1 Introduction

The World Health Organization (WHO) [1] defines COVID-19 as an infectious disease that emerged as a new strain of coronavirus. WHO [1] adds that approximately 405 million people were infected with this virus, killing almost six million from the beginning of the pandemic till February 2022. The scientific community is being tasked with controlling the spread of COVID-19, and this paper is a contributor. We aim to provide a knowledge representation ontology for the collection and analysis of data related to COVID-19 to track relevant data and eventually help control this pandemic.

To respond to this health emergency, information-sharing across different platforms and systems is demanded. However, data can be heterogeneous. Systems collect information based on discipline-specific terminologies, which can restrain them from sharing the information between platforms. Hence, ontologies can offer uniform ways of representing knowledge. Data publishers and collectors can use a shared vocabulary to collect COVID-19 data. An ontology, as presented by Tudorache et al. [2], defines a common jargon for sharing data amongst researchers and incorporates machine-interpretable definitions of essential concepts and relationships in this field. Knowledge represents the foundation of creating an artificial intelligent model. Dou et al. [29] state how research has shown that the frequent integration of semantics presents improved outcomes in data mining and deep learning.

The ontology presented in this paper provides a knowledge representation model of COVID-19 from a healthcare perspective, demonstrating every patient’s case and recommending how people, especially healthcare workers, can protect themselves and follow appropriate safety and protection measures to decrease the risk of contracting the virus.

This article is organized as follows. Section 2 presents an overview of the existing COVID-19 ontologies. We classify our ontology in Sect. 3, and then we build a COVID-19 ontology and describe how it differs from other ontologies in Sect. 4. Section 5 specifies a few reasoning rules applied in this ontology. Finally, conclusions and future works are given in Sect. 6.

2 Literature Review

This global pandemic has given rise to several COVID-19–related ontologies in order to cope and take control. Each ontology models this virus from a different perspective. This section discusses some of these ontologies, shedding light on how our ontology differs.

The COVID-19 Surveillance Ontology, presented by de Lusignan et al. [4], is intended to help surveillance in primary care. The fundamental objective of this ontology is to monitor COVID-19 cases and related respiratory conditions using information from various clinical record frameworks. It was built as a taxonomy with classes including exposure to COVID-19, knowledge related to COVID-19, definite and indefinite contraction of COVID-19. However, this ontology does not comprise any property, hence lessening its semantic expressivity.

Another ontology is CODO, presented by Dutta and DeBellis [5], which is the most similar to our work. This ontology was designed for cases and patient information representation to help in publishing COVID-19 data using Findability, Accessibility, Interoperability, and Reuse (FAIR) standards. It was built to facilitate the organization and illustration of daily-produced COVID-19 data, the relationships between the datasets, and the surrounding factors, for the further analysis of data. Our work differs in that it also covers data related to the safety and protection measures that should be applied.

Many ontologies cover the medical perspective of COVID-19. He et al. [3] presented the well-known CIDO, which is a disease ontology that presents the etiology, transmission, pathogenesis, diagnosis, prevention and treatment of this virus. The information includes the nature of the virus, means of transmission, common symptoms, and medical treatments. In contrast, our approach looks to this disease from a healthcare perspective.
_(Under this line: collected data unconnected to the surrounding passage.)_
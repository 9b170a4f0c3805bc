//! Register file touched by the FPU.
//!
//! - D0-D7, A0-A7, PC: the integer side, owned by the host core and
//!   mirrored here so EA calculation can read and update it
//! - FP0-FP7: floating-point data registers (IEEE double storage)
//! - FPCR: control register (rounding/exception enables, stored only)
//! - FPSR: status register; bits 24-27 are the FPCC condition codes
//! - FPIAR: instruction address register (stored only)

use std::fmt;

/// Integer registers visible to FPU effective-address calculation.
#[derive(Debug, Clone, Copy, PartialEq, Eq)]
pub struct Registers {
    /// Data registers D0-D7.
    pub d: [u32; 8],
    /// Address registers A0-A7 (A7 is whichever stack pointer is active).
    pub a: [u32; 8],
    /// Program counter. Points at the next instruction-stream word.
    pub pc: u32,
}

impl Default for Registers {
    fn default() -> Self {
        Self::new()
    }
}

impl Registers {
    /// Create a zeroed register set.
    #[must_use]
    pub const fn new() -> Self {
        Self {
            d: [0; 8],
            a: [0; 8],
            pc: 0,
        }
    }

    /// Write the low byte of Dn, preserving bits 8-31.
    pub fn set_d_byte(&mut self, n: usize, value: u8) {
        self.d[n] = (self.d[n] & 0xFFFF_FF00) | u32::from(value);
    }

    /// Write the low word of Dn, preserving bits 16-31.
    pub fn set_d_word(&mut self, n: usize, value: u16) {
        self.d[n] = (self.d[n] & 0xFFFF_0000) | u32::from(value);
    }
}

/// One 64-bit floating-point register.
///
/// The register is a single bit container. [`to_f64`](Self::to_f64) and
/// [`bits`](Self::bits) are two views of the same storage, so the numeric
/// value and the raw IEEE pattern can never disagree.
#[derive(Clone, Copy, PartialEq, Eq, Hash, Default)]
pub struct FpReg(u64);

impl FpReg {
    /// Positive zero.
    pub const ZERO: Self = Self(0);

    /// Build a register from a raw IEEE-754 double pattern.
    #[must_use]
    pub const fn from_bits(bits: u64) -> Self {
        Self(bits)
    }

    /// Raw IEEE-754 double pattern.
    #[must_use]
    pub const fn bits(self) -> u64 {
        self.0
    }

    /// Build a register from a double.
    #[must_use]
    pub fn from_f64(value: f64) -> Self {
        Self(value.to_bits())
    }

    /// Numeric view.
    #[must_use]
    pub fn to_f64(self) -> f64 {
        f64::from_bits(self.0)
    }
}

impl From<f64> for FpReg {
    fn from(value: f64) -> Self {
        Self::from_f64(value)
    }
}

impl From<FpReg> for f64 {
    fn from(reg: FpReg) -> Self {
        reg.to_f64()
    }
}

impl fmt::Debug for FpReg {
    fn fmt(&self, f: &mut fmt::Formatter<'_>) -> fmt::Result {
        write!(f, "FpReg({} / ${:016X})", self.to_f64(), self.0)
    }
}

/// FPU programmer-visible registers.
#[derive(Debug, Clone, Copy, PartialEq, Eq, Default)]
pub struct FpuRegisters {
    /// Floating-point data registers FP0-FP7.
    pub fp: [FpReg; 8],
    /// Floating-point control register.
    pub fpcr: u32,
    /// Floating-point status register.
    pub fpsr: u32,
    /// Floating-point instruction address register.
    pub fpiar: u32,
}

impl FpuRegisters {
    /// Create a cleared FPU register file.
    #[must_use]
    pub const fn new() -> Self {
        Self {
            fp: [FpReg::ZERO; 8],
            fpcr: 0,
            fpsr: 0,
            fpiar: 0,
        }
    }
}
3 Classification of Ontologies

Ontologies can be classified based on content, goals, application technique and timing, domain representation, reusability, and field of application. Many ontology classification methods have been defined over the decades that vary in their perspectives. Ajami and Mcheick [7] expanded on OntoCube and added more performance standards, including machine-readability, i.e., whether the ontology could be easily understood and processed by the computer; reusability of concepts and classes to accomplish an objective; and complexity, i.e., measures of time and resources needed to achieve a certain task. Applying their classification technique, our ontology is considered formal as it employs the Web Ontology Language (OWL). Also, it is domain-specific since it describes terminology in healthcare, particularly COVID-19, allowing it to be semi-reusable. Finally, ours is a heavyweight ontology containing classes and relations, in addition to axioms and rules.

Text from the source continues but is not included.